To do:
The expected output is every line below, reproduced exactly.
Task data Block Start
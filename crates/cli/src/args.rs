use agent_exposure_common::{
    AutonomyLevel, CompleteProfile, DataSensitivity, DecisionImpact, ExposureConfig,
};
use clap::{Args, Parser, Subcommand};
use std::path::PathBuf;

#[derive(Parser, Debug)]
#[command(name = "exposure")]
#[command(about = "AI agent structural exposure assessment")]
pub struct Cli {
    /// Config file path
    #[arg(
        short,
        long,
        global = true,
        default_value = "exposure.toml",
        env = "EXPOSURE_CONFIG"
    )]
    pub config: PathBuf,

    /// Override the configured log level
    #[arg(long, global = true)]
    pub log_level: Option<String>,

    #[command(subcommand)]
    pub command: Option<Commands>,
}

impl Cli {
    /// Fold command-line overrides into the loaded config before it is validated
    pub fn apply_overrides(&self, config: &mut ExposureConfig) {
        if let Some(level) = &self.log_level {
            config.logging.level = level.clone();
        }
        if let Some(Commands::Assess(AssessArgs {
            server: Some(url), ..
        })) = &self.command
        {
            config.cli.server_url = Some(url.clone());
        }
    }
}

#[derive(Subcommand, Debug)]
pub enum Commands {
    /// Answer the five questions interactively (default)
    Wizard,

    /// Score a configuration given entirely on the command line
    Assess(AssessArgs),

    /// Print the questions and their options
    Questions {
        /// Print as JSON
        #[arg(long)]
        json: bool,
    },

    /// Generate shell completions
    Completions {
        #[arg(value_enum)]
        shell: clap_complete::Shell,
    },
}

#[derive(Args, Debug, Clone)]
pub struct AssessArgs {
    /// human-in-the-loop, semi-autonomous or fully-autonomous
    #[arg(long)]
    pub autonomy: AutonomyLevel,

    /// Agent can call external APIs or tools
    #[arg(long)]
    pub tool_access: bool,

    /// Agent accepts public or untrusted input
    #[arg(long)]
    pub public_input: bool,

    /// low, moderate or high
    #[arg(long)]
    pub data_sensitivity: DataSensitivity,

    /// advisory, operational or automated
    #[arg(long)]
    pub decision_impact: DecisionImpact,

    /// Print the result as JSON
    #[arg(long)]
    pub json: bool,

    /// Score on a remote assessment server instead of locally
    #[arg(long)]
    pub server: Option<String>,
}

impl AssessArgs {
    pub fn profile(&self) -> CompleteProfile {
        CompleteProfile {
            autonomy: self.autonomy,
            tool_access: self.tool_access,
            public_input: self.public_input,
            data_sensitivity: self.data_sensitivity,
            decision_impact: self.decision_impact,
        }
    }
}

#[cfg(test)]
mod tests {
    use super::*;

    #[test]
    fn test_parse_assess_command() {
        let cli = Cli::try_parse_from([
            "exposure",
            "assess",
            "--autonomy",
            "semi-autonomous",
            "--public-input",
            "--data-sensitivity",
            "moderate",
            "--decision-impact",
            "operational",
        ])
        .unwrap();

        let Some(Commands::Assess(args)) = cli.command else {
            panic!("expected assess command");
        };
        let profile = args.profile();
        assert_eq!(profile.autonomy, AutonomyLevel::SemiAutonomous);
        assert!(!profile.tool_access);
        assert!(profile.public_input);
        assert_eq!(profile.data_sensitivity, DataSensitivity::Moderate);
        assert_eq!(profile.decision_impact, DecisionImpact::OperationalInfluence);
    }

    #[test]
    fn test_parse_rejects_unknown_option_value() {
        let result = Cli::try_parse_from([
            "exposure",
            "assess",
            "--autonomy",
            "reckless",
            "--data-sensitivity",
            "low",
            "--decision-impact",
            "advisory",
        ]);
        assert!(result.is_err());
    }

    #[test]
    fn test_server_override_is_validated_like_config() {
        let cli = Cli::try_parse_from([
            "exposure",
            "assess",
            "--autonomy",
            "hitl",
            "--data-sensitivity",
            "low",
            "--decision-impact",
            "advisory",
            "--server",
            "ftp://localhost:8080",
        ])
        .unwrap();

        let mut config = ExposureConfig::default();
        cli.apply_overrides(&mut config);
        assert_eq!(config.cli.server_url.as_deref(), Some("ftp://localhost:8080"));
        assert!(config.validate().is_err());
    }

    #[test]
    fn test_overrides_keep_config_server_without_flag() {
        let cli = Cli::try_parse_from(["exposure", "--log-level", "debug", "questions"]).unwrap();

        let mut config = ExposureConfig::default();
        config.cli.server_url = Some("http://assess.internal:8080".to_string());
        cli.apply_overrides(&mut config);
        assert_eq!(config.logging.level, "debug");
        assert_eq!(
            config.cli.server_url.as_deref(),
            Some("http://assess.internal:8080")
        );
        assert!(config.validate().is_ok());
    }

    #[test]
    fn test_no_subcommand_means_wizard() {
        let cli = Cli::try_parse_from(["exposure"]).unwrap();
        assert!(cli.command.is_none());
    }
}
Task data Block End
Output of the task:
filename crates/cli/src/args.rs
use agent_exposure_common::{
    AutonomyLevel, CompleteProfile, DataSensitivity, DecisionImpact, ExposureConfig,
};
use clap::{Args, Parser, Subcommand};
use std::path::PathBuf;

#[derive(Parser, Debug)]
#[command(name = "exposure")]
#[command(about = "AI agent structural exposure assessment")]
pub struct Cli {
    /// Config file path
    #[arg(
        short,
        long,
        global = true,
        default_value = "exposure.toml",
        env = "EXPOSURE_CONFIG"
    )]
    pub config: PathBuf,

    /// Override the configured log level
    #[arg(long, global = true)]
    pub log_level: Option<String>,

    #[command(subcommand)]
    pub command: Option<Commands>,
}

impl Cli {
    /// Fold command-line overrides into the loaded config before it is validated
    pub fn apply_overrides(&self, config: &mut ExposureConfig) {
        if let Some(level) = &self.log_level {
            config.logging.level = level.clone();
        }
        if let Some(Commands::Assess(AssessArgs {
            server: Some(url), ..
        })) = &self.command
        {
            config.cli.server_url = Some(url.clone());
        }
    }
}

#[derive(Subcommand, Debug)]
pub enum Commands {
    /// Answer the five questions interactively (default)
    Wizard,

    /// Score a configuration given entirely on the command line
    Assess(AssessArgs),

    /// Print the questions and their options
    Questions {
        /// Print as JSON
        #[arg(long)]
        json: bool,
    },

    /// Generate shell completions
    Completions {
        #[arg(value_enum)]
        shell: clap_complete::Shell,
    },
}

#[derive(Args, Debug, Clone)]
pub struct AssessArgs {
    /// human-in-the-loop, semi-autonomous or fully-autonomous
    #[arg(long)]
    pub autonomy: AutonomyLevel,

    /// Agent can call external APIs or tools
    #[arg(long)]
    pub tool_access: bool,

    /// Agent accepts public or untrusted input
    #[arg(long)]
    pub public_input: bool,

    /// low, moderate or high
    #[arg(long)]
    pub data_sensitivity: DataSensitivity,

    /// advisory, operational or automated
    #[arg(long)]
    pub decision_impact: DecisionImpact,

    /// Print the result as JSON
    #[arg(long)]
    pub json: bool,

    /// Score on a remote assessment server instead of locally
    #[arg(long)]
    pub server: Option<String>,
}

impl AssessArgs {
    pub fn profile(&self) -> CompleteProfile {
        CompleteProfile {
            autonomy: self.autonomy,
            tool_access: self.tool_access,
            public_input: self.public_input,
            data_sensitivity: self.data_sensitivity,
            decision_impact: self.decision_impact,
        }
    }
}

#[cfg(test)]
mod tests {
    use super::*;

    #[test]
    fn test_parse_assess_command() {
        let cli = Cli::try_parse_from([
            "exposure",
            "assess",
            "--autonomy",
            "semi-autonomous",
            "--public-input",
            "--data-sensitivity",
            "moderate",
            "--decision-impact",
            "operational",
        ])
        .unwrap();

        let Some(Commands::Assess(args)) = cli.command else {
            panic!("expected assess command");
        };
        let profile = args.profile();
        assert_eq!(profile.autonomy, AutonomyLevel::SemiAutonomous);
        assert!(!profile.tool_access);
        assert!(profile.public_input);
        assert_eq!(profile.data_sensitivity, DataSensitivity::Moderate);
        assert_eq!(profile.decision_impact, DecisionImpact::OperationalInfluence);
    }

    #[test]
    fn test_parse_rejects_unknown_option_value() {
        let result = Cli::try_parse_from([
            "exposure",
            "assess",
            "--autonomy",
            "reckless",
            "--data-sensitivity",
            "low",
            "--decision-impact",
            "advisory",
        ]);
        assert!(result.is_err());
    }

    #[test]
    fn test_server_override_is_validated_like_config() {
        let cli = Cli::try_parse_from([
            "exposure",
            "assess",
            "--autonomy",
            "hitl",
            "--data-sensitivity",
            "low",
            "--decision-impact",
            "advisory",
            "--server",
            "ftp://localhost:8080",
        ])
        .unwrap();

        let mut config = ExposureConfig::default();
        cli.apply_overrides(&mut config);
        assert_eq!(config.cli.server_url.as_deref(), Some("ftp://localhost:8080"));
        assert!(config.validate().is_err());
    }

    #[test]
    fn test_overrides_keep_config_server_without_flag() {
        let cli = Cli::try_parse_from(["exposure", "--log-level", "debug", "questions"]).unwrap();

        let mut config = ExposureConfig::default();
        config.cli.server_url = Some("http://assess.internal:8080".to_string());
        cli.apply_overrides(&mut config);
        assert_eq!(config.logging.level, "debug");
        assert_eq!(
            config.cli.server_url.as_deref(),
            Some("http://assess.internal:8080")
        );
        assert!(config.validate().is_ok());
    }

    #[test]
    fn test_no_subcommand_means_wizard() {
        let cli = Cli::try_parse_from(["exposure"]).unwrap();
        assert!(cli.command.is_none());
    }
}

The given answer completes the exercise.